The Court first held that a reasonable fact-finder could conclude that State Farm was not unreasonable, and therefore not acting in bad faith, when it delayed making its offer to settle for the $100,000 UIM policy limit.  While State Farm did wait two-and-a-half years to offer Parisi the policy limit, Parisi’s counsel did not actually make a settlement demand until January 2016—only eleven months before the settlement.  Moreover, while State Farm waited until February 2016 to conduct a medical evaluation and take Parisi’s testimony, it did so before Parisi filed her lawsuit.  Therefore, a fact-finder could potentially discern that any delay on State Farm’s part in making a settlement offer was not unreasonable. 

The Court next rejected Parisi’s claim that State Farm’s initial $17,000 offer entitled her to summary judgment because it was a “low-ball” offer.  At the time of the $17,000 offer, Parisi had only proffered evidence of $12,000 in damages.  Further, the difficult-to-evaluate nature of cognitive injuries justified State Farm’s assertion that it lacked reliable evidence with which to confirm Parisi’s contentions.
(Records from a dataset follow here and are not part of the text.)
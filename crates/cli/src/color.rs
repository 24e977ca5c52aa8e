// SPDX-License-Identifier: BUSL-1.1
// Copyright (c) 2026 Alfred Jean LLC

//! Terminal color helpers shared by the table renderer and status output.

use std::io::IsTerminal;

const RESET: &str = "\x1b[0m";

/// Priority: `NO_COLOR=1` disables, `COLOR=1` forces, otherwise a TTY check.
pub fn should_colorize() -> bool {
    if std::env::var("NO_COLOR").is_ok_and(|v| v == "1") {
        return false;
    }
    if std::env::var("COLOR").is_ok_and(|v| v == "1") {
        return true;
    }
    std::io::stdout().is_terminal()
}

/// Column headers: steel blue.
pub fn header(text: &str) -> String {
    if should_colorize() {
        format!("\x1b[38;5;74m{text}{RESET}")
    } else {
        text.to_string()
    }
}

/// Secondary/context text: darker grey.
pub fn muted(text: &str) -> String {
    if should_colorize() {
        format!("\x1b[38;5;240m{text}{RESET}")
    } else {
        text.to_string()
    }
}

/// Colorize a host/directory status string by its semantic meaning.
///
/// Matches the color names used by [`afd_core::host::StatusColor`]: green
/// for normal/active, yellow for warning, red for not-working/error, no
/// color for neutral/default/unknown.
pub fn status(text: &str) -> String {
    if !should_colorize() {
        return text.to_string();
    }
    let lower = text.trim().to_lowercase();
    let code = match lower.as_str() {
        "normal" | "active" | "ok" => "\x1b[32m",
        "warning" | "warn" => "\x1b[33m",
        "notworking" | "not_working" | "error" | "offline" => "\x1b[31m",
        _ => return text.to_string(),
    };
    format!("{code}{text}{RESET}")
}

#[cfg(test)]
#[path = "color_tests.rs"]
mod tests;
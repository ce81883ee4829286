//! Browser engine abstraction.
//!
//! The cycle only needs "open a page, navigate, select rows, close". Engines
//! that render JavaScript plug in behind [`BrowserEngine`]; the shipped
//! [`HttpBrowser`] fetches the served HTML with reqwest and selects rows with
//! scraper, which is enough for vendors that render prices server-side.

use async_trait::async_trait;
use reqwest::Client;
use scraper::{ElementRef, Html, Selector};
use std::time::Duration;
use tracing::debug;

use crate::error::FetchError;

/// Detached price row. Holds the row's outer HTML so it can cross tasks.
#[derive(Debug, Clone, PartialEq, Eq)]
pub struct RowHandle {
    html: String,
}

impl RowHandle {
    pub fn from_html(html: impl Into<String>) -> Self {
        Self { html: html.into() }
    }

    pub fn html(&self) -> &str {
        &self.html
    }

    /// Trimmed inner text of the first element matching `selector`, if any.
    pub fn inner_text(&self, selector: &Selector) -> Option<String> {
        let fragment = Html::parse_fragment(&self.html);
        let text = fragment
            .select(selector)
            .next()
            .map(|el: ElementRef| el.text().collect::<Vec<_>>().join(" "))?;

        let normalized = text.split_whitespace().collect::<Vec<_>>().join(" ");
        if normalized.is_empty() {
            None
        } else {
            Some(normalized)
        }
    }
}

#[async_trait]
pub trait BrowserEngine: Send + Sync {
    /// Open a fresh page. Pages are not shared between fetches.
    async fn new_page(&self) -> Result<Box<dyn BrowserPage>, FetchError>;
}

#[async_trait]
pub trait BrowserPage: Send {
    /// Navigate and wait until the page is settled.
    async fn goto(&mut self, url: &str, timeout: Duration) -> Result<(), FetchError>;

    async fn query_selector_all(&mut self, selector: &str) -> Result<Vec<RowHandle>, FetchError>;

    async fn close(self: Box<Self>);
}

/// Static-HTML engine: one GET per navigation, rows selected from the body.
#[derive(Clone)]
pub struct HttpBrowser {
    client: Client,
}

impl HttpBrowser {
    pub fn new(user_agent: &str) -> Result<Self, FetchError> {
        let client = Client::builder()
            .user_agent(user_agent)
            .gzip(true)
            .brotli(true)
            .deflate(true)
            .build()
            .map_err(|e| FetchError::Engine(e.to_string()))?;

        Ok(Self { client })
    }
}

#[async_trait]
impl BrowserEngine for HttpBrowser {
    async fn new_page(&self) -> Result<Box<dyn BrowserPage>, FetchError> {
        Ok(Box::new(HttpPage {
            client: self.client.clone(),
            body: None,
        }))
    }
}

struct HttpPage {
    client: Client,
    body: Option<String>,
}

#[async_trait]
impl BrowserPage for HttpPage {
    async fn goto(&mut self, url: &str, timeout: Duration) -> Result<(), FetchError> {
        let navigation = |reason: String| FetchError::Navigation {
            url: url.to_string(),
            reason,
        };

        let response = self
            .client
            .get(url)
            .timeout(timeout)
            .send()
            .await
            .map_err(|e| {
                if e.is_timeout() {
                    FetchError::Timeout {
                        url: url.to_string(),
                        secs: timeout.as_secs(),
                    }
                } else {
                    navigation(e.to_string())
                }
            })?;

        let status = response.status();
        if !status.is_success() {
            return Err(navigation(format!("HTTP {}", status)));
        }

        let body = response.text().await.map_err(|e| navigation(e.to_string()))?;
        debug!(url = %url, bytes = body.len(), "Page loaded");
        self.body = Some(body);
        Ok(())
    }

    async fn query_selector_all(&mut self, selector: &str) -> Result<Vec<RowHandle>, FetchError> {
        let body = self
            .body
            .as_deref()
            .ok_or_else(|| FetchError::Engine("query before navigation".to_string()))?;
        select_rows(body, selector)
    }

    async fn close(self: Box<Self>) {}
}

/// Select every element matching `selector` in a document as detached rows.
pub fn select_rows(document: &str, selector: &str) -> Result<Vec<RowHandle>, FetchError> {
    let selector = Selector::parse(selector).map_err(|_| FetchError::Selector(selector.to_string()))?;
    let document = Html::parse_document(document);

    Ok(document
        .select(&selector)
        .map(|el| RowHandle::from_html(el.html()))
        .collect())
}

#[cfg(test)]
mod tests {
    use super::*;

    const PAGE: &str = r#"
        <html><body>
          <div class="tr"><div class="ttl"><h2>  iPhone 16 128GB 黒 </h2></div></div>
          <div class="tr"><div class="ttl"><h2>iPhone 16 Pro 256GB</h2></div></div>
          <div class="other">ignored</div>
        </body></html>
    "#;

    #[test]
    fn test_select_rows() {
        let rows = select_rows(PAGE, ".tr").unwrap();
        assert_eq!(rows.len(), 2);

        let title = Selector::parse(".ttl h2").unwrap();
        assert_eq!(rows[0].inner_text(&title).as_deref(), Some("iPhone 16 128GB 黒"));
    }

    #[test]
    fn test_invalid_selector() {
        assert!(matches!(select_rows(PAGE, "[[["), Err(FetchError::Selector(_))));
    }

    #[test]
    fn test_missing_element_is_none() {
        let row = RowHandle::from_html(r#"<div class="tr"></div>"#);
        let title = Selector::parse(".ttl h2").unwrap();
        assert_eq!(row.inner_text(&title), None);
    }
}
The Court also dispensed with State Farm’s Motion for Summary Judgment, but noted that its ruling in this regard was “a close call.”  Concerning unreasonable delay, the Court noted that State Farm began receiving Parisi’s medical records in mid-2014, but it did not order an independent medical evaluation until March 2015.  Notably, in the eighteen months between the time Parisi filed her insurance claim and when Parisi’s counsel demanded settlement, State Farm made no meaningful investigative efforts and made no attempt to settle. 

Lastly, regarding the $17,000 offer, the Court ruled that a fact-finder could determine that the $17,000 figure constituted a “low ball” settlement proposal.  The Court explained that a reasonable fact-finder could decide that State Farm made the figure artificially low by “failing to incorporate any damages for pain and suffering into the injury evaluation….”  Moreover, just days before the $17,000 offer, State Farm’s adjuster valued the claim at $31,000.  State Farm offered no explanation as to why it authorized its adjuster to only offer an amount as high as $26,800 and why its adjuster ultimately extended an offer of only $17,000; a fact-finder could find this conduct constitutes bad faith.

DISCLAIMER: Because of the generality of this update, the information provided herein may not be applicable in all situations and should not be acted upon without specific legal advice based on particular situations.